[Exercise prompt] All of the records must come back exactly. Please repeat them in full.
****************************************
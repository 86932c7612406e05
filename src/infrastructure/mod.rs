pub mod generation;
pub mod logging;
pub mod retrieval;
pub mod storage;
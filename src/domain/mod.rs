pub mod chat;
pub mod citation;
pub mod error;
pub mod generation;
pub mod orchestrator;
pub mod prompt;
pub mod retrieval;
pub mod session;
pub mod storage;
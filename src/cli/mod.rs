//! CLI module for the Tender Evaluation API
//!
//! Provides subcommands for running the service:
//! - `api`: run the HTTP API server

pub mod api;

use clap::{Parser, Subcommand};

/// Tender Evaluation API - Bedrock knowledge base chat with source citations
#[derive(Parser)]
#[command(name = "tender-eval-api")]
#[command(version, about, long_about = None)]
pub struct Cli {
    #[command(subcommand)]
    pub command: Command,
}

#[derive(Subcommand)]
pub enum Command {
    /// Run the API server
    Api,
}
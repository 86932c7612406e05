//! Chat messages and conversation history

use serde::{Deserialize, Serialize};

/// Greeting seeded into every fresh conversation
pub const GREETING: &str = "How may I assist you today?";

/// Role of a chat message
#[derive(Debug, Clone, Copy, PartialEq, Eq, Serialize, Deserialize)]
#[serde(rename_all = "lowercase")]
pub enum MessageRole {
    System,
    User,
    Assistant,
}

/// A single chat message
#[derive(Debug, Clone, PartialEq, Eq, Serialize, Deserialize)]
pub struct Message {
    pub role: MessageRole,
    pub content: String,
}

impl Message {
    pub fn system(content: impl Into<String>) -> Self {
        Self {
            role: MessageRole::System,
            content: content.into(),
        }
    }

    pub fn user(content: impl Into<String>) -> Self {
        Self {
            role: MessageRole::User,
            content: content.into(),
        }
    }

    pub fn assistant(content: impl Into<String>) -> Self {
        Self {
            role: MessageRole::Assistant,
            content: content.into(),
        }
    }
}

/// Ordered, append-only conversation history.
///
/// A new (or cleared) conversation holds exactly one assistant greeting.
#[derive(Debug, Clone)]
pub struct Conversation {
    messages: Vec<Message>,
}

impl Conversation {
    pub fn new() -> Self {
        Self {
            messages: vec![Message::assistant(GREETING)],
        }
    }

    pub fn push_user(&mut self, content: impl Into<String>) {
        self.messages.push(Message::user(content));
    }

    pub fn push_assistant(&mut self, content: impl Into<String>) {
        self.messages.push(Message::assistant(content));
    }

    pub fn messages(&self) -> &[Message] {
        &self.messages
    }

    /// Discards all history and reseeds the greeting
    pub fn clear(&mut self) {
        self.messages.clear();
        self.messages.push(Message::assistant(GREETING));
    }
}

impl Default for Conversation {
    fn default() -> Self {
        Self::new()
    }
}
****************************************
[Answer section]
repository 86932c7612406e05
filename src/infrastructure/mod.rs
pub mod generation;
pub mod logging;
pub mod retrieval;
pub mod storage;
filename src/domain/mod.rs
pub mod chat;
pub mod citation;
pub mod error;
pub mod generation;
pub mod orchestrator;
pub mod prompt;
pub mod retrieval;
pub mod session;
pub mod storage;
filename src/cli/mod.rs
//! CLI module for the Tender Evaluation API
//!
//! Provides subcommands for running the service:
//! - `api`: run the HTTP API server

pub mod api;

use clap::{Parser, Subcommand};

/// Tender Evaluation API - Bedrock knowledge base chat with source citations
#[derive(Parser)]
#[command(name = "tender-eval-api")]
#[command(version, about, long_about = None)]
pub struct Cli {
    #[command(subcommand)]
    pub command: Command,
}

#[derive(Subcommand)]
pub enum Command {
    /// Run the API server
    Api,
}
repository 86932c7612406e05
//! Chat messages and conversation history

use serde::{Deserialize, Serialize};

/// Greeting seeded into every fresh conversation
pub const GREETING: &str = "How may I assist you today?";

/// Role of a chat message
#[derive(Debug, Clone, Copy, PartialEq, Eq, Serialize, Deserialize)]
#[serde(rename_all = "lowercase")]
pub enum MessageRole {
    System,
    User,
    Assistant,
}

/// A single chat message
#[derive(Debug, Clone, PartialEq, Eq, Serialize, Deserialize)]
pub struct Message {
    pub role: MessageRole,
    pub content: String,
}

impl Message {
    pub fn system(content: impl Into<String>) -> Self {
        Self {
            role: MessageRole::System,
            content: content.into(),
        }
    }

    pub fn user(content: impl Into<String>) -> Self {
        Self {
            role: MessageRole::User,
            content: content.into(),
        }
    }

    pub fn assistant(content: impl Into<String>) -> Self {
        Self {
            role: MessageRole::Assistant,
            content: content.into(),
        }
    }
}

/// Ordered, append-only conversation history.
///
/// A new (or cleared) conversation holds exactly one assistant greeting.
#[derive(Debug, Clone)]
pub struct Conversation {
    messages: Vec<Message>,
}

impl Conversation {
    pub fn new() -> Self {
        Self {
            messages: vec![Message::assistant(GREETING)],
        }
    }

    pub fn push_user(&mut self, content: impl Into<String>) {
        self.messages.push(Message::user(content));
    }

    pub fn push_assistant(&mut self, content: impl Into<String>) {
        self.messages.push(Message::assistant(content));
    }

    pub fn messages(&self) -> &[Message] {
        &self.messages
    }

    /// Discards all history and reseeds the greeting
    pub fn clear(&mut self) {
        self.messages.clear();
        self.messages.push(Message::assistant(GREETING));
    }
}

impl Default for Conversation {
    fn default() -> Self {
        Self::new()
    }
}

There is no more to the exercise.